Daniel meneó la cabeza y sonrió, tendiéndole la mano libre para ayudarla a saltar por encima de una rama caída que les bloqueaba el paso.

A medida que avanzaban, la música se iba extinguiendo, hasta que resultó difícil distinguirla al fundirse con el grave ulular de las lechuzas, el crujido de las ardillas en las ramas y el suave canto del ruiseñor. La antorcha se mecía en el brazo de Daniel, y la luz temblaba, alcanzando la red de ramas desnudas que los envolvía. Hubo un tiempo en el que a Luce le asustaban las sombras del bosque, pero eso parecía algo de hacía milenios.

De la mano, Luce y Daniel seguían un estrecho sendero empedrado de guijarros. La noche era cada vez más fría y Luce se apoyó en Daniel en busca de calor, refugiándose en los brazos con los que él la envolvía.

Cuando llegaron a la bifurcación del camino, Daniel se detuvo un momento, como si se hubiera perdido de pronto. Luego se volvió a mirarla.

—Debería explicarme —le dijo—. Te debo un regalo de San Valentín.

Luce rió.

—No me debes nada. Solo quiero estar contigo.

—Ah, pero yo he recibido tu regalo.

—¿Mi regalo? —Lo miró, sorprendida.

—Y me ha llegado al alma. —Le cogió la mano—. Si alguna vez te he hecho dudar de mi afecto, me disculpo. Hasta ayer, no pensaba que pudiera reunirme contigo aquí esta noche.

Graznó un cuervo, que, tras un vuelo rasante, aterrizó en una rama temblona encima de sus cabezas.

—Entonces llegó un emisario, y dio a todos los caballeros que tengo a mi cargo órdenes estrictas de asistir a la feria. Temo haber agotado a mi caballo en mi empeño por encontrarte aquí esta noche, pero es que ansiaba compensarte por tu bonito detalle.

—Pero Daniel, yo no te he…

—Gracias, Lucinda. —Sacó una funda de piel que parecía albergar una daga. Luce procuró no parecer demasiado perpleja, pero no la había visto en su vida.

—Ah. —Rió por lo bajo y toqueteó el pañito que llevaba en el bolsillo—. ¿Alguna vez tienes la sensación de que alguien nos vigila?

Él sonrió y dijo:

—Constantemente.

—A lo mejor son nuestros ángeles de la guarda —le susurró Luce en broma.

—A lo mejor —señaló Daniel—. Por suerte, ahora mismo creo que estamos solos tú y yo.

La condujo por el sendero de la izquierda; dieron unos pasos más, luego giraron a la derecha y pasaron por delante de un roble torcido. En la penumbra, Luce percibió un pequeño claro circular donde debían de haber talado un inmenso roble.

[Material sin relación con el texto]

#![cfg_attr(feature = "fail-on-warnings", deny(warnings))]
#![warn(clippy::all, clippy::pedantic, clippy::nursery, clippy::cargo)]
#![allow(clippy::multiple_crate_versions, clippy::cargo_common_metadata)]

//! Urban-planning zone registry and geospatial resolver.
//!
//! Zones are loaded once from a catalog (the embedded Bucharest seed file or
//! an uploaded-document extraction), normalized into [`Zone`] values and
//! kept in a [`registry::ZoneRegistry`]. The [`resolver::ZoneResolver`]
//! answers "which zone governs this parcel?" by point-in-polygon lookup,
//! falling back to an exact zone-name match.

pub mod catalog;
pub mod geojson_export;
pub mod polygon;
pub mod registry;
pub mod resolver;

pub use parcel_map_zoning_models::GeoPoint;
pub use polygon::GeoPolygon;

use serde::Serialize;
use thiserror::Error;

/// Errors that can occur while building or loading the zone catalog.
#[derive(Debug, Error)]
pub enum ZoningError {
    /// A zone with this name is already registered and strict registration
    /// was requested.
    #[error("Zone already registered: {name}")]
    DuplicateZone {
        /// The conflicting zone name.
        name: String,
    },

    /// A POT/CUT field could not be normalized into a usable number.
    #[error("Invalid {field} value for zone {zone}: {value:?}")]
    InvalidNumber {
        /// Zone the value belongs to.
        zone: String,
        /// Field name (`pot` or `cut`).
        field: &'static str,
        /// The raw value as it appeared in the catalog.
        value: String,
    },

    /// A zone boundary has too few vertices to form a polygon.
    #[error("Zone {zone} has {vertices} boundary vertices (at least 3 required)")]
    InvalidBoundary {
        /// Zone name.
        zone: String,
        /// Number of vertices found.
        vertices: usize,
    },

    /// The catalog JSON could not be parsed.
    #[error("JSON error: {0}")]
    Json(#[from] serde_json::Error),
}

/// A municipal urban-planning zone.
///
/// Immutable once constructed. Registries never mutate a zone in place;
/// updating a zone means registering a replacement under the same name.
#[derive(Debug, Clone, PartialEq, Serialize)]
#[serde(rename_all = "camelCase")]
pub struct Zone {
    /// Unique zone name.
    pub name: String,
    /// Zone boundary.
    pub boundary: GeoPolygon,
    /// Land-use ratio as a percentage (0-100).
    pub pot: Option<f64>,
    /// Floor-area ratio.
    pub cut: Option<f64>,
    /// Free-text restriction notes.
    pub restrictions: Option<String>,
    /// Supporting document identifier (e.g. a PDF file name).
    pub document_ref: Option<String>,
}

impl Zone {
    /// Creates a zone with no regulations attached.
    #[must_use]
    pub fn new(name: impl Into<String>, boundary: GeoPolygon) -> Self {
        Self {
            name: name.into(),
            boundary,
            pot: None,
            cut: None,
            restrictions: None,
            document_ref: None,
        }
    }

    /// Sets the POT percentage.
    #[must_use]
    pub const fn with_pot(mut self, pot: f64) -> Self {
        self.pot = Some(pot);
        self
    }

    /// Sets the CUT ratio.
    #[must_use]
    pub const fn with_cut(mut self, cut: f64) -> Self {
        self.cut = Some(cut);
        self
    }

    /// Sets the restriction notes.
    #[must_use]
    pub fn with_restrictions(mut self, restrictions: impl Into<String>) -> Self {
        self.restrictions = Some(restrictions.into());
        self
    }

    /// Sets the supporting document reference.
    #[must_use]
    pub fn with_document_ref(mut self, document_ref: impl Into<String>) -> Self {
        self.document_ref = Some(document_ref.into());
        self
    }

    /// Whether the zone's boundary strictly contains `point`.
    #[must_use]
    pub fn contains(&self, point: GeoPoint) -> bool {
        self.boundary.contains(point)
    }
}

Su tocón ocupaba el centro del claro, y alguien había puesto algo encima, aunque no podía verlo.

—Cierra los ojos —le dijo él y, cuando lo hizo, notó que se movía la antorcha. Lo oyó moverse por el claro y a punto estuvo de hacer trampa y mirar, pero consiguió reprimirse, porque quería disfrutar de la sorpresa tal y como Daniel la había preparado.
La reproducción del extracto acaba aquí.